1. Observations on 8/30/17 at 10:20 AM revealed ESSM C and ESSM D cleaning a patient room following the patient's discharge. ESSM C and ESSM D used Ecolab QC 35 Maxx Dual Action Floor Cleaner (Bright Speed) to mop the patient room's bathroom and bedroom floor.

2. During an interview on 9/14/17 at 12:40 PM, the Director of Quality Management stated the QC 35 cleaning product failed to contain chemicals registered with the EPA to disinfect healthcare surfaces. The Director of Quality Management stated the hospital staff used the QC 35 cleaning product to clean the floors in the patient rooms. The Director of Quality Management acknowledged the QC 35 product lacked the ability to kill bacteria or viruses on the hospital's floors and the hospital staff needed to change to a different cleaning product designed for use in hospitals.

INFECTION CONTROL PROGRAM

Tag No.: A0749

I. Based on staff interviews and document review, the hospital administrative staff failed to ensure the respiratory staff changed the inner cannula on patients with tracheostomies (an hole in the neck into the trachea allowing the patient to breath through the hole) for 1 of 1 closed patient records reviewed (Patient #1). The hospital administrative staff identified 2 current inpatients with tracheostomies.

Failure to change the inner cannula of a tracheostomy could potentially result in bacteria growing on the inner cannula and potentially result in the patient developing a life threatening pneumonia or bronchitis infection.

Findings include:

1. Review of the policy, "Trach Care," issued 1/1/2016, revealed in part, "Disposable inner cannula ... changed once daily and [as needed] ...Document procedure [completion] and any issues identified."

2. Review of Patient #1's closed medical record revealed the respiratory care staff (staff members with specialized training in care of the patient's airway and breathing passages) failed to document they changed the inner cannua daily on 8/2/17, 8/6/17, 8/20/17, 8/28/17, 8/30/17, and 9/1/17. Review of the medical record revealed Patient #1 was admitted on 8/1/17 and discharged on DATE.

3. During an interview on 9/7/17 at 1:30 PM, the Respiratory Manager stated the policy required the respiratory care staff to change the inner cannula on patients with tracheostomies every day.
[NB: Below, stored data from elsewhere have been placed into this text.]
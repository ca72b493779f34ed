use anyhow::{Context, Result};
use resource_log::logging;
use resource_log::utils::config;
use resource_log::{ResourceLogger, SysinfoSource};
use std::path::PathBuf;
use std::time::Duration;
use tracing::{debug, error, info, warn};

#[tokio::main]
async fn main() -> Result<()> {
    // A missing .env is fine; PATH_LOG_VIRTUAL may come from the real environment
    dotenvy::dotenv().ok();

    let config_path = std::env::args_os().nth(1).map(PathBuf::from);
    let config = config::load_config(config_path.as_deref())?;

    let timestamp = logging::run_timestamp();
    let logger = logging::configure(&config.log_dir, &timestamp, &config.logging)
        .with_context(|| format!("unable to set up logging in {}", config.log_dir.display()))?;
    logger.install_global()?;

    info!("Starting resource-log v{}", env!("CARGO_PKG_VERSION"));
    info!("CPU cores available: {}", num_cpus::get());
    info!("Writing logs to {}", config.log_dir.display());

    info!("This is an INFO log.");
    debug!("This is a DEBUG log.");
    error!("This is an ERROR log.");

    let mut reporter = ResourceLogger::new(SysinfoSource::with_disk_path(&config.disk_path))
        .with_options(config.sample_options());

    let options = *reporter.options();
    let snapshot = reporter.sampler_mut().sample_with(&options)?;
    println!("{}", serde_json::to_string_pretty(&snapshot)?);

    reporter.log_once()?;

    if config.sample_interval_secs > 0 {
        let interval = Duration::from_secs(config.sample_interval_secs);
        info!("Sampling resources every {}", humantime::format_duration(interval));

        tokio::select! {
            _ = reporter.run(interval) => {},
            _ = shutdown_signal() => {},
        }
    }

    info!("Stopped");
    Ok(())
}

async fn shutdown_signal() {
    use tokio::signal;

    let ctrl_c = async {
        if let Err(e) = signal::ctrl_c().await {
            warn!("Failed to listen for Ctrl+C: {}", e);
            std::future::pending::<()>().await;
        }
    };

    #[cfg(unix)]
    let terminate = async {
        match signal::unix::signal(signal::unix::SignalKind::terminate()) {
            Ok(mut sig) => {
                sig.recv().await;
            }
            Err(e) => {
                warn!("Failed to install SIGTERM handler: {}", e);
                std::future::pending::<()>().await;
            }
        }
    };

    #[cfg(not(unix))]
    let terminate = std::future::pending::<()>();

    tokio::select! {
        _ = ctrl_c => {},
        _ = terminate => {},
    }

    info!("Shutdown signal received");
}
The Respiratory Manager expected the respiratory care staff members to document they performed the procedure every day. The Respiratory Manager acknowledged if the staff failed to document they changed the inner tracheostomy cannula, the staff did not actually change the inner tracheostomy cannula.



II. Based on document review, staff interview, and observations, the hospital's administrative staff failed to ensure the staff followed the hospital's policy for cleaning the endoscope during of 1 of 1 observation of the staff cleaning an endoscope. The hospital's administrative staff identified an average of 12 endoscopic procedures performed at the hospital per month.

Failure to follow the hospital's policy while cleaning the endoscope could potentially result in the staff failing to kill all of the bacteria and viruses on the endoscope and potentially transmit the bacteria or viruses to another patient, potentially resulting in the second patient developing a life threatening infection.

Findings include:

1. Review of the policy, "Cleaning and Disinfecting Endoscopes," revised 7/1/2017, revealed in part, "[after cleaning and disinfecting the endoscope (a flexible instrument inserted into the body to allow a physician to view the patient's body cavity)] [u]sing a sterile, lint free cloth moistened with alcohol, thoroughly wipe the external surfaces of the endoscope and suction-cleaning adapter."

2. Observations on 9/5/17 at 3:30 PM revealed Staff Member D cleaned an endoscope following a procedure using an endoscope on a patient. Staff Member D cleaned the endoscope but failed to wipe the external surfaces of the endoscope with alcohol using a sterile, lint free cloth.

3. During an interview on 9/7/17 at 1:10 PM, Staff Member D stated they lacked knowledge of the requirement to wipe down the external surfaces of the endoscope and suction adapter with alcohol using a sterile, lint free cloth.